▶ **DATA IN THIS EXERCISE**:
§
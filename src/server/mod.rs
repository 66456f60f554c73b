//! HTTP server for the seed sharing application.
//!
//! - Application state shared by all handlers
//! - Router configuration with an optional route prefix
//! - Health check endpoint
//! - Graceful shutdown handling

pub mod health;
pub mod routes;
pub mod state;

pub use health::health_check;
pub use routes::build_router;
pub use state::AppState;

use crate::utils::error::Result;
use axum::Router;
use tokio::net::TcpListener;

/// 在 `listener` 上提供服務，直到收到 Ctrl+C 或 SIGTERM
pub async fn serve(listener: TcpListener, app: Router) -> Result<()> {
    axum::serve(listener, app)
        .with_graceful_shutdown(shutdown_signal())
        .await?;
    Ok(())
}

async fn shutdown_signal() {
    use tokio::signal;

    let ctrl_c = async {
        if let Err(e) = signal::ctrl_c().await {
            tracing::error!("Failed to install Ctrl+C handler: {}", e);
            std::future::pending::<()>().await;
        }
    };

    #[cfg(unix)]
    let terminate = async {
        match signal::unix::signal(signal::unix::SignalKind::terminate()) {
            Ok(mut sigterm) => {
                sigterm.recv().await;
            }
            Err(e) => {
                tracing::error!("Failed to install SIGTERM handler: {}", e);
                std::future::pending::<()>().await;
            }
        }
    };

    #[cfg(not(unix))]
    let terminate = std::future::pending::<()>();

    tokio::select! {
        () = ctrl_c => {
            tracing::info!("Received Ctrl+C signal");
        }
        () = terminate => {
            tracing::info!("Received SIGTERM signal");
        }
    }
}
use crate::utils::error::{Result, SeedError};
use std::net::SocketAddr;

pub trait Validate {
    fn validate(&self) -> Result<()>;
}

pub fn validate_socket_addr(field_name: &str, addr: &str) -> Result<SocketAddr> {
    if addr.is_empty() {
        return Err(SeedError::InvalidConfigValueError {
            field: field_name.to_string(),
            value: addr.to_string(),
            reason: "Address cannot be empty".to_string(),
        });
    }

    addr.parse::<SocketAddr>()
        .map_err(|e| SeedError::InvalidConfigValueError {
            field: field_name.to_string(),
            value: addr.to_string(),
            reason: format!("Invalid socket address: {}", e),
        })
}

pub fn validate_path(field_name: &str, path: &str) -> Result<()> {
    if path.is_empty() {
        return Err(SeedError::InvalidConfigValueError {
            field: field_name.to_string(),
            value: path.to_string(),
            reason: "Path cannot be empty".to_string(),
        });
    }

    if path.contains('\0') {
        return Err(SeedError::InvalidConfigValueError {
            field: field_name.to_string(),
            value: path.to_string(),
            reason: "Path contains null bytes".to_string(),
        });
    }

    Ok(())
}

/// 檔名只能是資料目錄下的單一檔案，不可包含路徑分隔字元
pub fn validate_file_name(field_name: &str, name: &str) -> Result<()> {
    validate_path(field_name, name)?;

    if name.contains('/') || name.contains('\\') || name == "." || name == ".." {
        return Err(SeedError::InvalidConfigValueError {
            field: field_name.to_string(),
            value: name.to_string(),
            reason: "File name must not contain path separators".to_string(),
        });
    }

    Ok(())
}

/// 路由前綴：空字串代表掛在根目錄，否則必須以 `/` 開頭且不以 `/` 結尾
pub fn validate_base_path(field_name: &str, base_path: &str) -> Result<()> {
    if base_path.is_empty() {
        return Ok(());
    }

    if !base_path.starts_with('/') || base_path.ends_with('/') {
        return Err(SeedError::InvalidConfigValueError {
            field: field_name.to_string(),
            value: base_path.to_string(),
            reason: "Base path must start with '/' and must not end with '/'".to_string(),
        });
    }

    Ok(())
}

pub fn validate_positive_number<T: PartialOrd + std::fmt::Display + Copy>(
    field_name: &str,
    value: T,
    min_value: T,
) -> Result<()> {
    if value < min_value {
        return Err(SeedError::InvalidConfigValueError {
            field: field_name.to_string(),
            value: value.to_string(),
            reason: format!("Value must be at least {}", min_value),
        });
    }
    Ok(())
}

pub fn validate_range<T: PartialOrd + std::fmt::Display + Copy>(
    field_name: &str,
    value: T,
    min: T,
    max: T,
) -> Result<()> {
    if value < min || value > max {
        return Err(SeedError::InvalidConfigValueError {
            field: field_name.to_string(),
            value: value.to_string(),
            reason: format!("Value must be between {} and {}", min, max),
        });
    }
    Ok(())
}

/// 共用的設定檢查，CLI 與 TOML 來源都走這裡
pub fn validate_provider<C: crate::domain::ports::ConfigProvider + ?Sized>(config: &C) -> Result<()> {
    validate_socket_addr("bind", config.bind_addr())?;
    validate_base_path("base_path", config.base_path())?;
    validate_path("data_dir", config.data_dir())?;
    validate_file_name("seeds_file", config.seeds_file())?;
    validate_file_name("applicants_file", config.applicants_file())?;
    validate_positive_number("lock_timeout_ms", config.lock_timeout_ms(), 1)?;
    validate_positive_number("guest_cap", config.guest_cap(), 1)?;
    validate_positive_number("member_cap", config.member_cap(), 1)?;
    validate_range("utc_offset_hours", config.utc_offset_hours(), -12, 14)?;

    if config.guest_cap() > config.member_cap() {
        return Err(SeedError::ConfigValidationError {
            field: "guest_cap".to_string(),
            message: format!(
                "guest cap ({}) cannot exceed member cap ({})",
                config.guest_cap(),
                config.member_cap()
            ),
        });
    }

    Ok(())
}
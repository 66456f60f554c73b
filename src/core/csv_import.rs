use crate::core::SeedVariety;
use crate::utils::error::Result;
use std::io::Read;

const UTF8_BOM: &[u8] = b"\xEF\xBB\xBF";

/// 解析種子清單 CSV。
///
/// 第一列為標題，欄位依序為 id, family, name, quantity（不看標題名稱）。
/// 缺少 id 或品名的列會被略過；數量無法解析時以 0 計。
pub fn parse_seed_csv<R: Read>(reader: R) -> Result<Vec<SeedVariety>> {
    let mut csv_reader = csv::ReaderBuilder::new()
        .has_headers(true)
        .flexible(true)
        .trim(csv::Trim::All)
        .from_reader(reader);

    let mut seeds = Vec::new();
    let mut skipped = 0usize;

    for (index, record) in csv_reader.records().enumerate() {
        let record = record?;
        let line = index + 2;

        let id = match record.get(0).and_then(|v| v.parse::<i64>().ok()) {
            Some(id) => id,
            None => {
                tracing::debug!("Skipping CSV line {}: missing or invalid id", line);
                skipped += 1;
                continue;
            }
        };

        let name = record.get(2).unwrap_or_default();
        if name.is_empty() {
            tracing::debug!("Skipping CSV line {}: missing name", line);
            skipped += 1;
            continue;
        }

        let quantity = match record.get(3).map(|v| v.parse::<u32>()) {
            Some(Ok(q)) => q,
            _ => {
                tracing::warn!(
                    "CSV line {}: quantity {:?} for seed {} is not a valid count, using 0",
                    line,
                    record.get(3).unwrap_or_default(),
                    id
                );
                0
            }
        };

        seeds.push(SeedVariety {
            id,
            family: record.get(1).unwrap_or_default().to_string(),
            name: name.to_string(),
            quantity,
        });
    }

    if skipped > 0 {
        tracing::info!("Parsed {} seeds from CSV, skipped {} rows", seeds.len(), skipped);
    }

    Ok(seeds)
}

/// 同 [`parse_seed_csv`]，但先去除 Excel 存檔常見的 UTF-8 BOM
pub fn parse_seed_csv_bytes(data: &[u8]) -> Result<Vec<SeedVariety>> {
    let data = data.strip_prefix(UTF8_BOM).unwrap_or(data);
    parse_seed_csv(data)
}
§
▶ **WHAT IS BEING ASKED**: Could you return all of the data exactly as written?

▶ **ANSWER SECTION**:
filename src/server/mod.rs
repository 66456f60f554c73b
//! HTTP server for the seed sharing application.
//!
//! - Application state shared by all handlers
//! - Router configuration with an optional route prefix
//! - Health check endpoint
//! - Graceful shutdown handling

pub mod health;
pub mod routes;
pub mod state;

pub use health::health_check;
pub use routes::build_router;
pub use state::AppState;

use crate::utils::error::Result;
use axum::Router;
use tokio::net::TcpListener;

/// 在 `listener` 上提供服務，直到收到 Ctrl+C 或 SIGTERM
pub async fn serve(listener: TcpListener, app: Router) -> Result<()> {
    axum::serve(listener, app)
        .with_graceful_shutdown(shutdown_signal())
        .await?;
    Ok(())
}

async fn shutdown_signal() {
    use tokio::signal;

    let ctrl_c = async {
        if let Err(e) = signal::ctrl_c().await {
            tracing::error!("Failed to install Ctrl+C handler: {}", e);
            std::future::pending::<()>().await;
        }
    };

    #[cfg(unix)]
    let terminate = async {
        match signal::unix::signal(signal::unix::SignalKind::terminate()) {
            Ok(mut sigterm) => {
                sigterm.recv().await;
            }
            Err(e) => {
                tracing::error!("Failed to install SIGTERM handler: {}", e);
                std::future::pending::<()>().await;
            }
        }
    };

    #[cfg(not(unix))]
    let terminate = std::future::pending::<()>();

    tokio::select! {
        () = ctrl_c => {
            tracing::info!("Received Ctrl+C signal");
        }
        () = terminate => {
            tracing::info!("Received SIGTERM signal");
        }
    }
}
use crate::utils::error::{Result, SeedError};
use std::net::SocketAddr;

pub trait Validate {
    fn validate(&self) -> Result<()>;
}

pub fn validate_socket_addr(field_name: &str, addr: &str) -> Result<SocketAddr> {
    if addr.is_empty() {
        return Err(SeedError::InvalidConfigValueError {
            field: field_name.to_string(),
            value: addr.to_string(),
            reason: "Address cannot be empty".to_string(),
        });
    }

    addr.parse::<SocketAddr>()
        .map_err(|e| SeedError::InvalidConfigValueError {
            field: field_name.to_string(),
            value: addr.to_string(),
            reason: format!("Invalid socket address: {}", e),
        })
}

pub fn validate_path(field_name: &str, path: &str) -> Result<()> {
    if path.is_empty() {
        return Err(SeedError::InvalidConfigValueError {
            field: field_name.to_string(),
            value: path.to_string(),
            reason: "Path cannot be empty".to_string(),
        });
    }

    if path.contains('\0') {
        return Err(SeedError::InvalidConfigValueError {
            field: field_name.to_string(),
            value: path.to_string(),
            reason: "Path contains null bytes".to_string(),
        });
    }

    Ok(())
}

/// 檔名只能是資料目錄下的單一檔案，不可包含路徑分隔字元
pub fn validate_file_name(field_name: &str, name: &str) -> Result<()> {
    validate_path(field_name, name)?;

    if name.contains('/') || name.contains('\\') || name == "." || name == ".." {
        return Err(SeedError::InvalidConfigValueError {
            field: field_name.to_string(),
            value: name.to_string(),
            reason: "File name must not contain path separators".to_string(),
        });
    }

    Ok(())
}

/// 路由前綴：空字串代表掛在根目錄，否則必須以 `/` 開頭且不以 `/` 結尾
pub fn validate_base_path(field_name: &str, base_path: &str) -> Result<()> {
    if base_path.is_empty() {
        return Ok(());
    }

    if !base_path.starts_with('/') || base_path.ends_with('/') {
        return Err(SeedError::InvalidConfigValueError {
            field: field_name.to_string(),
            value: base_path.to_string(),
            reason: "Base path must start with '/' and must not end with '/'".to_string(),
        });
    }

    Ok(())
}

pub fn validate_positive_number<T: PartialOrd + std::fmt::Display + Copy>(
    field_name: &str,
    value: T,
    min_value: T,
) -> Result<()> {
    if value < min_value {
        return Err(SeedError::InvalidConfigValueError {
            field: field_name.to_string(),
            value: value.to_string(),
            reason: format!("Value must be at least {}", min_value),
        });
    }
    Ok(())
}

pub fn validate_range<T: PartialOrd + std::fmt::Display + Copy>(
    field_name: &str,
    value: T,
    min: T,
    max: T,
) -> Result<()> {
    if value < min || value > max {
        return Err(SeedError::InvalidConfigValueError {
            field: field_name.to_string(),
            value: value.to_string(),
            reason: format!("Value must be between {} and {}", min, max),
        });
    }
    Ok(())
}

/// 共用的設定檢查，CLI 與 TOML 來源都走這裡
pub fn validate_provider<C: crate::domain::ports::ConfigProvider + ?Sized>(config: &C) -> Result<()> {
    validate_socket_addr("bind", config.bind_addr())?;
    validate_base_path("base_path", config.base_path())?;
    validate_path("data_dir", config.data_dir())?;
    validate_file_name("seeds_file", config.seeds_file())?;
    validate_file_name("applicants_file", config.applicants_file())?;
    validate_positive_number("lock_timeout_ms", config.lock_timeout_ms(), 1)?;
    validate_positive_number("guest_cap", config.guest_cap(), 1)?;
    validate_positive_number("member_cap", config.member_cap(), 1)?;
    validate_range("utc_offset_hours", config.utc_offset_hours(), -12, 14)?;

    if config.guest_cap() > config.member_cap() {
        return Err(SeedError::ConfigValidationError {
            field: "guest_cap".to_string(),
            message: format!(
                "guest cap ({}) cannot exceed member cap ({})",
                config.guest_cap(),
                config.member_cap()
            ),
        });
    }

    Ok(())
}
repository 66456f60f554c73b
filename src/core/csv_import.rs
use crate::core::SeedVariety;
use crate::utils::error::Result;
use std::io::Read;

const UTF8_BOM: &[u8] = b"\xEF\xBB\xBF";

/// 解析種子清單 CSV。
///
/// 第一列為標題，欄位依序為 id, family, name, quantity（不看標題名稱）。
/// 缺少 id 或品名的列會被略過；數量無法解析時以 0 計。
pub fn parse_seed_csv<R: Read>(reader: R) -> Result<Vec<SeedVariety>> {
    let mut csv_reader = csv::ReaderBuilder::new()
        .has_headers(true)
        .flexible(true)
        .trim(csv::Trim::All)
        .from_reader(reader);

    let mut seeds = Vec::new();
    let mut skipped = 0usize;

    for (index, record) in csv_reader.records().enumerate() {
        let record = record?;
        let line = index + 2;

        let id = match record.get(0).and_then(|v| v.parse::<i64>().ok()) {
            Some(id) => id,
            None => {
                tracing::debug!("Skipping CSV line {}: missing or invalid id", line);
                skipped += 1;
                continue;
            }
        };

        let name = record.get(2).unwrap_or_default();
        if name.is_empty() {
            tracing::debug!("Skipping CSV line {}: missing name", line);
            skipped += 1;
            continue;
        }

        let quantity = match record.get(3).map(|v| v.parse::<u32>()) {
            Some(Ok(q)) => q,
            _ => {
                tracing::warn!(
                    "CSV line {}: quantity {:?} for seed {} is not a valid count, using 0",
                    line,
                    record.get(3).unwrap_or_default(),
                    id
                );
                0
            }
        };

        seeds.push(SeedVariety {
            id,
            family: record.get(1).unwrap_or_default().to_string(),
            name: name.to_string(),
            quantity,
        });
    }

    if skipped > 0 {
        tracing::info!("Parsed {} seeds from CSV, skipped {} rows", seeds.len(), skipped);
    }

    Ok(seeds)
}

/// 同 [`parse_seed_csv`]，但先去除 Excel 存檔常見的 UTF-8 BOM
pub fn parse_seed_csv_bytes(data: &[u8]) -> Result<Vec<SeedVariety>> {
    let data = data.strip_prefix(UTF8_BOM).unwrap_or(data);
    parse_seed_csv(data)
}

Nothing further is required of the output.